Was reizt dich besonders an Dub?
Die eigentliche Idee der Reduzierung von Musik auf das “Wesentliche” unter Verwendung von Klangeffekten wie Hall und Echo, war lange Zeit die Basis von Dubmusik und hatte Einzug in jegliche Dancemusic gehalten. Diese trippigen, oder sagen wir, psychedelischen Elemente, werden weiterhin wichtig sein, müssen aber, meiner Ansicht nach, erweitert werden. Die neue Vielfalt von digitalen Sounds und Effekten werden Einzug in die dubbige Verarbeitung von Titeln halten. Diese neugewonnene musikalische Freiheit und Gestaltungsmöglichkeit , die sich daraus ergibt, übt auf mich einen grossen Reiz aus.

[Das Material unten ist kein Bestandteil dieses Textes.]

//! Builds `.omslide` archives.
//!
//! Slides are collected into a [`SlidesConfig`], then [`SlideFileBuilder::build`]
//! writes the manifest followed by one JPEG entry per slide. Images are decoded
//! and encoded in parallel one batch at a time, so only a single batch of
//! decoded images is held in memory; entries are written sequentially in
//! manifest order.

use std::ffi::OsStr;
use std::fs::File;
use std::io::{BufWriter, Write};
use std::path::{Path, PathBuf};
use std::sync::Arc;
use std::time::Instant;

use rayon::prelude::*;
use walkdir::WalkDir;
use zip::write::FileOptions;
use zip::{CompressionMethod, ZipWriter};

use super::batch::BatchPlanner;
use super::manifest::{names_match, SlidesConfig};
use super::reader::SlideFile;
use super::slide::{FadeFlags, Slide};
use crate::config::Config;
use crate::constants::{image as image_constants, naming, CONFIG_ENTRY_NAME};
use crate::error::{Error, Result};
use crate::imaging::{Bounds, ImageCodec, StandardCodec};

/// Highest deflate level; slide entries favour size over build speed
const COMPRESSION_LEVEL: i32 = 9;

/// Progress of a running build, reported after the manifest and after each batch
#[derive(Debug, Clone, PartialEq)]
pub struct BuildProgress {
    /// Last entry written in this step
    pub entry_name: Option<String>,
    /// Entries written so far, the manifest included
    pub entries_built: usize,
    /// Slide count plus one for the manifest
    pub total_entries: usize,
    /// `entries_built / total_entries * 100`
    pub percentage_complete: f64,
}

impl BuildProgress {
    #[allow(clippy::cast_precision_loss)] // entry counts are far below 2^52
    fn new(entry_name: Option<String>, entries_built: usize, total_entries: usize) -> Self {
        Self {
            entry_name,
            entries_built,
            total_entries,
            percentage_complete: entries_built as f64 / total_entries as f64 * 100.0,
        }
    }
}

/// Builder for slide archives
pub struct SlideFileBuilder {
    config: SlidesConfig,
    settings: Config,
    codec: Arc<dyn ImageCodec>,
}

impl std::fmt::Debug for SlideFileBuilder {
    fn fmt(&self, f: &mut std::fmt::Formatter<'_>) -> std::fmt::Result {
        f.debug_struct("SlideFileBuilder")
            .field("config", &self.config)
            .field("settings", &self.settings)
            .finish_non_exhaustive()
    }
}

impl Default for SlideFileBuilder {
    fn default() -> Self {
        Self::new(Config::default())
    }
}

impl SlideFileBuilder {
    /// Create an empty builder using the standard image codec
    pub fn new(settings: Config) -> Self {
        let codec = Arc::new(StandardCodec::new(settings.jpeg_quality));
        Self::with_codec(settings, codec)
    }

    /// Create an empty builder with a custom image codec
    pub fn with_codec(settings: Config, codec: Arc<dyn ImageCodec>) -> Self {
        Self {
            config: SlidesConfig::default(),
            settings,
            codec,
        }
    }

    /// Build settings in use
    pub const fn settings(&self) -> &Config {
        &self.settings
    }

    /// The manifest as currently assembled
    pub const fn manifest(&self) -> &SlidesConfig {
        &self.config
    }

    /// Whether the show advances automatically
    pub const fn auto_play(&self) -> bool {
        self.config.auto_play
    }

    /// Set whether the show advances automatically
    pub fn set_auto_play(&mut self, value: bool) {
        self.config.auto_play = value;
    }

    /// Whether the show closes after the last slide
    pub const fn auto_close(&self) -> bool {
        self.config.auto_close
    }

    /// Set whether the show closes after the last slide
    pub fn set_auto_close(&mut self, value: bool) {
        self.config.auto_close = value;
    }

    /// Whether the show restarts after the last slide
    pub const fn looping(&self) -> bool {
        self.config.looping
    }

    /// Set whether the show restarts after the last slide
    pub fn set_looping(&mut self, value: bool) {
        self.config.looping = value;
    }

    /// Default dwell time in milliseconds
    pub const fn dwell_time_milliseconds(&self) -> u32 {
        self.config.dwell_time_milliseconds
    }

    /// Set the default dwell time. Not validated until [`Self::build`].
    pub fn set_dwell_time_milliseconds(&mut self, value: u32) {
        self.config.dwell_time_milliseconds = value;
    }

    /// Slides in playback order
    pub fn slides(&self) -> &[Slide] {
        &self.config.slides
    }

    /// Number of slides
    pub fn slide_count(&self) -> usize {
        self.config.slide_count()
    }

    /// Find a slide by entry name
    pub fn slide(&self, name: &str) -> Option<&Slide> {
        self.config.find(name)
    }

    /// Signature of the current content, for dirty checks
    pub fn create_signature(&self) -> String {
        self.config.create_signature()
    }

    /// Append a slide for the image at `source`; returns its entry name
    pub fn add_slide(&mut self, source: impl AsRef<Path>, fades: FadeFlags, dwell_time_milliseconds: u32) -> Result<String> {
        let slide = self.create_slide(source.as_ref(), fades, dwell_time_milliseconds)?;
        let name = slide.archive_entry_name.clone();
        self.config.add_slide(slide);
        Ok(name)
    }

    /// Insert a slide for the image at `source` at `index`; returns its entry name
    pub fn insert_slide(
        &mut self,
        index: usize,
        source: impl AsRef<Path>,
        fades: FadeFlags,
        dwell_time_milliseconds: u32,
    ) -> Result<String> {
        if index > self.config.slide_count() {
            return Err(Error::IndexOutOfRange { index, len: self.config.slide_count() });
        }

        let slide = self.create_slide(source.as_ref(), fades, dwell_time_milliseconds)?;
        let name = slide.archive_entry_name.clone();
        self.config.insert_slide(index, slide)?;
        Ok(name)
    }

    /// Append one slide per file, in order. The first slide fades in and the
    /// last fades out when advancing. Every file is checked before any is added.
    pub fn add_slides<I, P>(&mut self, sources: I) -> Result<Vec<String>>
    where
        I: IntoIterator<Item = P>,
        P: AsRef<Path>,
    {
        let sources: Vec<PathBuf> = sources.into_iter().map(|p| p.as_ref().to_path_buf()).collect();
        if let Some(missing) = sources.iter().find(|p| !p.is_file()) {
            return Err(Error::SourceNotFound(missing.clone()));
        }

        let last = sources.len().saturating_sub(1);
        let mut names = Vec::with_capacity(sources.len());
        for (n, source) in sources.iter().enumerate() {
            let fades = FadeFlags {
                fade_in_forward: n == 0,
                fade_out_forward: n == last,
                ..FadeFlags::NONE
            };
            names.push(self.add_slide(source, fades, 0)?);
        }
        Ok(names)
    }

    /// Add every supported image directly inside `folder`, sorted by file name
    pub fn add_slides_from_folder(&mut self, folder: impl AsRef<Path>) -> Result<Vec<String>> {
        let folder = folder.as_ref();
        if !folder.is_dir() {
            return Err(Error::SourceNotFound(folder.to_path_buf()));
        }

        let sources: Vec<PathBuf> = WalkDir::new(folder)
            .min_depth(1)
            .max_depth(1)
            .sort_by_file_name()
            .into_iter()
            .filter_map(std::result::Result::ok)
            .filter(|e| e.file_type().is_file() && is_supported_image(e.path()))
            .map(walkdir::DirEntry::into_path)
            .collect();

        tracing::debug!("Found {} images in {}", sources.len(), folder.display());
        self.add_slides(sources)
    }

    /// Remove the slide named `name`, if present
    pub fn remove_slide(&mut self, name: &str) -> Option<Slide> {
        self.config.remove_slide(name)
    }

    /// Reorder slides to match `names`, dropping any not listed
    pub fn sync_slide_order<I, S>(&mut self, names: I)
    where
        I: IntoIterator<Item = S>,
        S: AsRef<str>,
    {
        self.config.sync_slide_order(names);
    }

    /// Remove all slides and reset the show settings
    pub fn clear(&mut self) {
        self.config.clear();
    }

    /// Replace this builder's content with an existing archive, images included
    pub fn load(&mut self, path: impl AsRef<Path>) -> Result<()> {
        let file = SlideFile::open_with_codec(path.as_ref(), Arc::clone(&self.codec))?;
        let slides = file.slides(true)?;

        let mut config = file.into_manifest();
        config.slides = slides;
        self.config = config;

        tracing::info!("Loaded {} slides from {}", self.config.slide_count(), path.as_ref().display());
        Ok(())
    }

    /// Write the archive to `path`
    pub fn build(&mut self, path: impl AsRef<Path>, overwrite: bool) -> Result<()> {
        self.build_with_progress(path, overwrite, |_| {})
    }

    /// Write the archive to `path`, calling `on_progress` after the manifest and
    /// after every image batch.
    ///
    /// The archive is assembled in a temporary file next to `path` and moved
    /// into place only once every entry is written, so a failed build leaves
    /// no partial file and any existing archive untouched.
    pub fn build_with_progress<F>(&mut self, path: impl AsRef<Path>, overwrite: bool, mut on_progress: F) -> Result<()>
    where
        F: FnMut(&BuildProgress),
    {
        let dest = path.as_ref();
        if dest.exists() && !overwrite {
            return Err(Error::DestinationExists(dest.to_path_buf()));
        }
        self.settings.validate()?;

        self.config.sanitize();

        let start = Instant::now();
        let total = self.config.slide_count() + 1;
        let bounds = Bounds::new(self.settings.max_slide_width, self.settings.max_slide_height);
        let pool = rayon::ThreadPoolBuilder::new()
            .num_threads(self.settings.max_workers)
            .thread_name(|i| format!("omslide-decode-{i}"))
            .build()
            .map_err(|e| Error::WorkerPool(e.to_string()))?;

        let dir = dest
            .parent()
            .filter(|p| !p.as_os_str().is_empty())
            .unwrap_or_else(|| Path::new("."));
        let mut temp = temp_file_builder()
            .tempfile_in(dir)
            .map_err(|e| Error::io(e, dir.to_path_buf()))?;

        {
            let mut zip = ZipWriter::new(BufWriter::new(temp.as_file_mut()));
            let options = FileOptions::default()
                .compression_method(CompressionMethod::Deflated)
                .compression_level(Some(COMPRESSION_LEVEL));

            zip.start_file(CONFIG_ENTRY_NAME, options).map_err(|e| Error::zip(e, dest))?;
            serde_json::to_writer_pretty(&mut zip, &self.config).map_err(|source| Error::Manifest {
                source,
                path: dest.to_path_buf(),
            })?;

            let mut built = 1;
            on_progress(&BuildProgress::new(Some(CONFIG_ENTRY_NAME.to_string()), built, total));

            let codec = self.codec.as_ref();
            let mut planner = BatchPlanner::new(&self.config.slides, self.settings.batch_size);
            while let Some(batch) = planner.next_batch() {
                // Fan out, then join before writing: the zip writer is not shared
                let encoded = pool.install(|| encode_batch(codec, bounds, batch))?;

                for (slide, bytes) in batch.iter().zip(encoded) {
                    write_entry(&mut zip, &slide.archive_entry_name, &bytes, options, dest)?;
                }

                built += batch.len();
                let last_name = batch.last().map(|s| s.archive_entry_name.clone());
                tracing::debug!("Wrote batch of {} slides ({built}/{total} entries)", batch.len());
                on_progress(&BuildProgress::new(last_name, built, total));
            }

            let mut writer = zip.finish().map_err(|e| Error::zip(e, dest))?;
            writer.flush().map_err(|e| Error::io(e, dest.to_path_buf()))?;
        }

        // An overwritten archive keeps its permissions
        if let Ok(existing) = fs_err::metadata(dest) {
            temp.as_file()
                .set_permissions(existing.permissions())
                .map_err(|e| Error::io(e, dest.to_path_buf()))?;
        }
        temp.persist(dest).map_err(|e| Error::io(e.error, dest.to_path_buf()))?;

        let elapsed = start.elapsed();
        tracing::info!(
            "Built {} with {} slides in {elapsed:?}",
            dest.display(),
            self.config.slide_count()
        );
        Ok(())
    }

    fn create_slide(&self, source: &Path, fades: FadeFlags, dwell_time_milliseconds: u32) -> Result<Slide> {
        if !source.is_file() {
            return Err(Error::SourceNotFound(source.to_path_buf()));
        }

        let name = self.unique_entry_name(source)?;
        tracing::debug!("Adding slide {name} from {}", source.display());

        Ok(Slide::new(
            name,
            source.to_string_lossy(),
            fades,
            dwell_time_milliseconds,
        ))
    }

    /// The source's base file name, or the first free `"<base> NNN"` variant
    /// when other slides already start with that base
    fn unique_entry_name(&self, source: &Path) -> Result<String> {
        let base = source
            .file_stem()
            .map(OsStr::to_string_lossy)
            .filter(|s| !s.is_empty())
            .ok_or_else(|| Error::InvalidSourceName(source.to_path_buf()))?;

        let mut similar: Vec<&str> = self.config.names_starting_with(&base).collect();
        // The manifest entry shares the zip namespace with slide entries
        if names_match(&base, CONFIG_ENTRY_NAME) {
            similar.push(CONFIG_ENTRY_NAME);
        }
        if similar.is_empty() {
            return Ok(base.into_owned());
        }

        (naming::FIRST_SUFFIX..naming::MAX_ATTEMPTS)
            .map(|n| format!("{base} {n:03}"))
            .find(|candidate| !similar.iter().any(|name| names_match(name, candidate)))
            .ok_or_else(|| Error::NameCollision { base_name: base.to_string() })
    }
}
//! Integration tests: build archives from image files and read them back.

#![allow(clippy::expect_used, clippy::unwrap_used, clippy::panic)]

use std::path::{Path, PathBuf};

use image::{DynamicImage, GenericImageView, Rgb, RgbImage};
use omslide::{Config, Error, FadeFlags, SlideFile, SlideFileBuilder};
use tempfile::TempDir;

// Helper function to write a solid-color source image
fn write_image(dir: &Path, name: &str, width: u32, height: u32, color: [u8; 3]) -> PathBuf {
    let path = dir.join(name);
    DynamicImage::ImageRgb8(RgbImage::from_pixel(width, height, Rgb(color)))
        .save(&path)
        .unwrap();
    path
}

fn test_config() -> Config {
    Config {
        batch_size: 2,
        max_workers: 2,
        ..Config::with_max_slide_size(160, 90)
    }
}

/// Three slides with distinct fades and dwell times
fn three_slide_builder(dir: &Path) -> SlideFileBuilder {
    let mut builder = SlideFileBuilder::new(test_config());
    builder.set_auto_play(true);
    builder.set_looping(true);
    builder.set_dwell_time_milliseconds(4000);

    let red = write_image(dir, "red.png", 320, 90, [250, 10, 10]);
    let green = write_image(dir, "green.jpg", 40, 40, [10, 250, 10]);
    let blue = write_image(dir, "blue.png", 90, 180, [10, 10, 250]);

    builder.add_slide(&red, FadeFlags::new(true, false, false, false), 0).unwrap();
    builder.add_slide(&green, FadeFlags::NONE, 2500).unwrap();
    builder.add_slide(&blue, FadeFlags::ALL, 0).unwrap();
    builder
}

#[test]
fn test_roundtrip_preserves_manifest() {
    let dir = TempDir::new().unwrap();
    let mut builder = three_slide_builder(dir.path());
    let dest = dir.path().join("show.omslide");
    builder.build(&dest, false).unwrap();

    let file = SlideFile::open(&dest).unwrap();
    assert_eq!(file.slide_count(), 3);
    assert!(file.auto_play());
    assert!(file.looping());
    assert!(!file.auto_close());
    assert_eq!(file.dwell_time_milliseconds(), 4000);

    let slides = file.slides(false).unwrap();
    let names: Vec<_> = slides.iter().map(|s| s.archive_entry_name.as_str()).collect();
    assert_eq!(names, ["red", "green", "blue"]);
    assert_eq!(slides[0].fades, FadeFlags::new(true, false, false, false));
    assert_eq!(slides[1].dwell_time_milliseconds, 2500);
    assert_eq!(slides[2].fades, FadeFlags::ALL);
    assert!(slides[0].original_file_path.ends_with("red.png"));

    assert_eq!(file.create_signature(), builder.create_signature());
}

#[test]
fn test_images_are_downsized_jpegs() {
    let dir = TempDir::new().unwrap();
    let mut builder = three_slide_builder(dir.path());
    let dest = dir.path().join("show.omslide");
    builder.build(&dest, false).unwrap();

    let file = SlideFile::open(&dest).unwrap();
    let sizes: Vec<(u32, u32)> = file
        .slides(true)
        .unwrap()
        .iter()
        .map(|s| s.image.as_ref().unwrap().dimensions())
        .collect();

    // 320x90 fits 160x90 at 160x45, 40x40 is never enlarged, 90x180 becomes 45x90
    assert_eq!(sizes, [(160, 45), (40, 40), (45, 90)]);

    let out = dir.path().join("export");
    assert_eq!(file.extract_images(&out).unwrap(), 3);
    let bytes = std::fs::read(out.join("red")).unwrap();
    assert_eq!(image::guess_format(&bytes).unwrap(), image::ImageFormat::Jpeg);
}

#[test]
fn test_slide_index_out_of_range() {
    let dir = TempDir::new().unwrap();
    let mut builder = three_slide_builder(dir.path());
    let dest = dir.path().join("show.omslide");
    builder.build(&dest, false).unwrap();

    let file = SlideFile::open(&dest).unwrap();
    assert!(file.slide(2, true).is_ok());
    let err = file.slide(3, false).unwrap_err();
    assert!(matches!(err, Error::IndexOutOfRange { index: 3, len: 3 }));
}

#[test]
fn test_load_then_rebuild_without_sources() {
    let dir = TempDir::new().unwrap();
    let mut builder = three_slide_builder(dir.path());
    let first = dir.path().join("first.omslide");
    builder.build(&first, false).unwrap();
    let signature = builder.create_signature();

    // Loaded slides carry decoded images, so the original files are no longer needed
    for name in ["red.png", "green.jpg", "blue.png"] {
        std::fs::remove_file(dir.path().join(name)).unwrap();
    }

    let mut reloaded = SlideFileBuilder::new(test_config());
    reloaded.load(&first).unwrap();
    assert_eq!(reloaded.create_signature(), signature);
    assert!(reloaded.slides().iter().all(|s| s.image.is_some()));

    reloaded.remove_slide("green");
    reloaded.set_auto_close(true);
    assert_ne!(reloaded.create_signature(), signature);

    let second = dir.path().join("second.omslide");
    reloaded.build(&second, false).unwrap();

    let file = SlideFile::open(&second).unwrap();
    assert_eq!(file.slide_count(), 2);
    assert!(file.auto_close());
    assert_eq!(file.create_signature(), reloaded.create_signature());
}

#[test]
fn test_load_replaces_existing_content() {
    let dir = TempDir::new().unwrap();
    let mut builder = three_slide_builder(dir.path());
    let dest = dir.path().join("show.omslide");
    builder.build(&dest, false).unwrap();

    let mut other = SlideFileBuilder::new(test_config());
    let extra = write_image(dir.path(), "extra.png", 8, 8, [0, 0, 0]);
    other.add_slide(&extra, FadeFlags::NONE, 0).unwrap();
    other.set_auto_close(true);

    other.load(&dest).unwrap();
    assert_eq!(other.slide_count(), 3);
    assert!(other.slide("extra").is_none());
    assert!(!other.auto_close());
}

#[test]
fn test_overwrite_replaces_existing_archive() {
    let dir = TempDir::new().unwrap();
    let dest = dir.path().join("show.omslide");

    let mut builder = three_slide_builder(dir.path());
    builder.build(&dest, false).unwrap();
    assert!(matches!(builder.build(&dest, false), Err(Error::DestinationExists(_))));

    builder.sync_slide_order(["blue", "red"]);
    builder.build(&dest, true).unwrap();

    let file = SlideFile::open(&dest).unwrap();
    let names: Vec<_> = file
        .slides(false)
        .unwrap()
        .into_iter()
        .map(|s| s.archive_entry_name)
        .collect();
    assert_eq!(names, ["blue", "red"]);
}

#[test]
fn test_empty_show_builds_manifest_only() {
    let dir = TempDir::new().unwrap();
    let dest = dir.path().join("empty.omslide");

    let mut reports = Vec::new();
    SlideFileBuilder::new(test_config())
        .build_with_progress(&dest, false, |p| reports.push(p.entries_built))
        .unwrap();
    assert_eq!(reports, [1]);

    let file = SlideFile::open(&dest).unwrap();
    assert_eq!(file.slide_count(), 0);
    assert!(file.slides(true).unwrap().is_empty());
}

#[test]
fn test_folder_build_uses_file_name_order() {
    let dir = TempDir::new().unwrap();
    let images = dir.path().join("images");
    std::fs::create_dir(&images).unwrap();
    write_image(&images, "02 second.png", 10, 10, [1, 2, 3]);
    write_image(&images, "01 first.jpeg", 10, 10, [4, 5, 6]);
    write_image(&images, "03 third.PNG", 10, 10, [7, 8, 9]);

    let mut builder = SlideFileBuilder::new(test_config());
    builder.add_slides_from_folder(&images).unwrap();
    let dest = dir.path().join("folder.omslide");
    builder.build(&dest, false).unwrap();

    let slides = SlideFile::open(&dest).unwrap().slides(false).unwrap();
    let names: Vec<_> = slides.iter().map(|s| s.archive_entry_name.as_str()).collect();
    assert_eq!(names, ["01 first", "02 second", "03 third"]);
    assert!(slides[0].fades.fade_in_forward);
    assert!(slides[2].fades.fade_out_forward);
}

#[test]
fn test_file_extension() {
    assert_eq!(SlideFile::FILE_EXTENSION, ".omslide");
}
//! A single slide: image reference, transition flags and dwell time.

use image::DynamicImage;
use serde::{Deserialize, Serialize};

/// Separator between fields in a signature
pub(crate) const SIGNATURE_DELIMITER: char = '|';

/// Navigation direction when moving between slides
#[derive(Debug, Clone, Copy, PartialEq, Eq)]
pub enum Direction {
    /// Advancing to the next slide
    Forward,
    /// Going back to the previous slide
    Reverse,
}

/// Fade transitions applied when a slide is entered or left
#[derive(Debug, Clone, Copy, Default, PartialEq, Eq, Serialize, Deserialize)]
#[serde(rename_all = "PascalCase")]
pub struct FadeFlags {
    /// Fade in when reached by advancing
    pub fade_in_forward: bool,
    /// Fade in when reached by going back
    pub fade_in_reverse: bool,
    /// Fade out when leaving by advancing
    pub fade_out_forward: bool,
    /// Fade out when leaving by going back
    pub fade_out_reverse: bool,
}

impl FadeFlags {
    /// No fades in either direction
    pub const NONE: Self = Self {
        fade_in_forward: false,
        fade_in_reverse: false,
        fade_out_forward: false,
        fade_out_reverse: false,
    };

    /// Fade in and out in both directions
    pub const ALL: Self = Self {
        fade_in_forward: true,
        fade_in_reverse: true,
        fade_out_forward: true,
        fade_out_reverse: true,
    };

    /// Create flags from the four directional values
    pub const fn new(fade_in_forward: bool, fade_in_reverse: bool, fade_out_forward: bool, fade_out_reverse: bool) -> Self {
        Self {
            fade_in_forward,
            fade_in_reverse,
            fade_out_forward,
            fade_out_reverse,
        }
    }

    /// Whether the slide fades in when entered in `direction`
    pub const fn fade_in(&self, direction: Direction) -> bool {
        match direction {
            Direction::Forward => self.fade_in_forward,
            Direction::Reverse => self.fade_in_reverse,
        }
    }

    /// Whether the slide fades out when left in `direction`
    pub const fn fade_out(&self, direction: Direction) -> bool {
        match direction {
            Direction::Forward => self.fade_out_forward,
            Direction::Reverse => self.fade_out_reverse,
        }
    }
}

/// One image entry in a slideshow
#[derive(Debug, Clone, Default, Serialize, Deserialize)]
#[serde(rename_all = "PascalCase", from = "SlideRecord")]
pub struct Slide {
    /// Zip entry name of the slide image, unique within the archive
    pub archive_entry_name: String,
    /// Where the image came from; informational only
    pub original_file_path: String,
    /// Transition flags
    #[serde(flatten)]
    pub fades: FadeFlags,
    /// Per-slide dwell time; 0 means use the show's default
    pub dwell_time_milliseconds: u32,
    /// Decoded image, present only for slides loaded or read with images
    #[serde(skip)]
    pub image: Option<DynamicImage>,
}

impl Slide {
    /// Create a slide referencing a source file, image not yet decoded
    pub fn new(
        archive_entry_name: impl Into<String>,
        original_file_path: impl Into<String>,
        fades: FadeFlags,
        dwell_time_milliseconds: u32,
    ) -> Self {
        Self {
            archive_entry_name: archive_entry_name.into(),
            original_file_path: original_file_path.into(),
            fades,
            dwell_time_milliseconds,
            image: None,
        }
    }

    /// Dwell time to use for this slide given the show's default
    pub const fn effective_dwell_time(&self, global_milliseconds: u32) -> u32 {
        if self.dwell_time_milliseconds == 0 {
            global_milliseconds
        } else {
            self.dwell_time_milliseconds
        }
    }

    /// Concatenate every persisted field, for cheap change detection
    pub fn create_signature(&self) -> String {
        let d = SIGNATURE_DELIMITER;
        format!(
            "{}{d}{}{d}{}{d}{}{d}{}{d}{}{d}{}",
            self.fades.fade_in_forward,
            self.fades.fade_in_reverse,
            self.fades.fade_out_forward,
            self.fades.fade_out_reverse,
            self.dwell_time_milliseconds,
            self.archive_entry_name,
            self.original_file_path,
        )
    }

    /// Copy of the slide's manifest data without the decoded image
    #[must_use]
    pub fn without_image(&self) -> Self {
        Self {
            archive_entry_name: self.archive_entry_name.clone(),
            original_file_path: self.original_file_path.clone(),
            fades: self.fades,
            dwell_time_milliseconds: self.dwell_time_milliseconds,
            image: None,
        }
    }
}

/// On-disk slide record. Older archives stored a single `FadeIn`/`FadeOut`
/// pair; the directional fields take precedence when present.
#[derive(Debug, Default, Deserialize)]
#[serde(rename_all = "PascalCase", default)]
struct SlideRecord {
    archive_entry_name: Option<String>,
    original_file_path: Option<String>,
    fade_in_forward: Option<bool>,
    fade_in_reverse: Option<bool>,
    fade_out_forward: Option<bool>,
    fade_out_reverse: Option<bool>,
    fade_in: Option<bool>,
    fade_out: Option<bool>,
    dwell_time_milliseconds: Option<u32>,
}

impl From<SlideRecord> for Slide {
    fn from(record: SlideRecord) -> Self {
        let fade_in = record.fade_in.unwrap_or(false);
        let fade_out = record.fade_out.unwrap_or(false);

        Self {
            archive_entry_name: record.archive_entry_name.unwrap_or_default(),
            original_file_path: record.original_file_path.unwrap_or_default(),
            fades: FadeFlags {
                fade_in_forward: record.fade_in_forward.unwrap_or(fade_in),
                fade_in_reverse: record.fade_in_reverse.unwrap_or(fade_in),
                fade_out_forward: record.fade_out_forward.unwrap_or(fade_out),
                fade_out_reverse: record.fade_out_reverse.unwrap_or(fade_out),
            },
            dwell_time_milliseconds: record.dwell_time_milliseconds.unwrap_or(0),
            image: None,
        }
    }
}

#[cfg(test)]
mod tests {
    #![allow(clippy::expect_used, clippy::unwrap_used, clippy::panic)]

    use super::*;

    fn sample() -> Slide {
        Slide::new("photo", "/pictures/photo.jpg", FadeFlags::new(true, false, true, false), 0)
    }

    #[test]
    fn signature_changes_with_each_field() {
        let base = sample().create_signature();

        let mut slide = sample();
        slide.fades.fade_in_reverse = true;
        assert_ne!(slide.create_signature(), base);

        let mut slide = sample();
        slide.fades.fade_out_reverse = true;
        assert_ne!(slide.create_signature(), base);

        let mut slide = sample();
        slide.dwell_time_milliseconds = 4000;
        assert_ne!(slide.create_signature(), base);

        let mut slide = sample();
        slide.archive_entry_name = "photo 002".to_string();
        assert_ne!(slide.create_signature(), base);

        assert_eq!(sample().create_signature(), base);
    }

    #[test]
    fn serializes_pascal_case_without_image() {
        let json = serde_json::to_value(sample()).unwrap();
        assert_eq!(json["ArchiveEntryName"], "photo");
        assert_eq!(json["OriginalFilePath"], "/pictures/photo.jpg");
        assert_eq!(json["FadeInForward"], true);
        assert_eq!(json["FadeOutReverse"], false);
        assert_eq!(json["DwellTimeMilliseconds"], 0);
        assert!(json.get("Image").is_none());
        assert!(json.get("FadeIn").is_none());
    }

    #[test]
    fn legacy_fade_fields_fill_both_directions() {
        let json = r#"{"ArchiveEntryName":"old","FadeIn":true,"FadeOut":false,"FadeOutReverse":true}"#;
        let slide: Slide = serde_json::from_str(json).unwrap();
        assert_eq!(slide.fades, FadeFlags::new(true, true, false, true));
        assert_eq!(slide.original_file_path, "");
    }

    #[test]
    fn unknown_fields_are_ignored() {
        let json = r#"{"ArchiveEntryName":"a","Rotation":90}"#;
        let slide: Slide = serde_json::from_str(json).unwrap();
        assert_eq!(slide.archive_entry_name, "a");
    }

    #[test]
    fn effective_dwell_time_falls_back_to_global() {
        let mut slide = sample();
        assert_eq!(slide.effective_dwell_time(5000), 5000);
        slide.dwell_time_milliseconds = 2500;
        assert_eq!(slide.effective_dwell_time(5000), 2500);
    }

    #[test]
    fn fade_flags_select_by_direction() {
        let fades = FadeFlags::new(true, false, false, true);
        assert!(fades.fade_in(Direction::Forward));
        assert!(!fades.fade_in(Direction::Reverse));
        assert!(!fades.fade_out(Direction::Forward));
        assert!(fades.fade_out(Direction::Reverse));
    }
}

Auf dem “King Size Dub Special”-Sampler wird die enorme Stilvielfalt deines musikalischen Tuns deutlich. Bratzige Sounds, ein wenig Dubstep, Dancehallanleihen etc. geben sich ein Stelldichein. Gibt es für dich irgendwo eine musikalische Genregrenze über die du nicht gehen würdest?
Ich tue mich schwer mit sämtlicher Art von Schlager-, trivialer Pop-,Singer/Songwritermusik (für mich Baggerlochmusik mit Lambrusco und Apfelkorn/Jugendtrauma). Egal, wo sie herkommen, ich mag Beats, Bass und Grooves!
Eine Frage, die uns bei Irie Ites.de schon länger beschäftigt und also auch dir als offenhörbarem Bass-Anhänger gestellt werden soll: Gibt es für dich in Sachen Lautstärke bei Soundsystems eine Grenze oder ist die Skala nach oben offen?
Das Problem, was sich oft bei kleineren, wie auch grossen Soundsystems ergibt ist, dass sie nicht gut eingestellt sind. Um einen sehr guten Sound herzustellen braucht man möglichst viel Lautsprecherfläche, um Soundfülle herzustellen. Einfach laut ist nicht gleich gut, sondern viel Verstärkerleistung erlaubt entspanntes Arbeiten der Boxen. Den EQ gut eingemessen, leistungsstarke Amps, viele Speaker, frequenzmässig gut getrennt, bringen hier einen fetten und klaren Sound, der selbst bei grossen Lautstärken nicht als anstrengend emfunden wird.
Was für Projekte stehen, neben der Veröffentlichung der beiden Alben, derzeit noch bei dir an?
Es gibt noch eine weitere EP Veröffentlichung am 20. Mai. Kollege Kimoe aus Berlin, für den ich die Musik zum Titelstück der EP “Meine Zeit” gemacht habe, ist dann soweit zu veröffentlichen. Ich würde gerne noch mehr mit deutschsprachigen Vokalisten machen. Goldi, Danny Ranks haben bereits Interesse gezeigt. Die eigentliche Idee dahinter ist, eine Electro- Dancehall EP in deutsch zu machen. Als Sideproject arbeite ich mit Kollegen an Electro-Tangostücken (ja auch Tango geht) und Tangostücken aus dem Pina Bausch Tanztheater Stück “Bandoneon”, was selten aufgeführt wird. Ausserdem habe ich hier noch einige Dubtracks in Arbeit, die noch fertig gestellt werden sollten bzw. bereits fertig sind.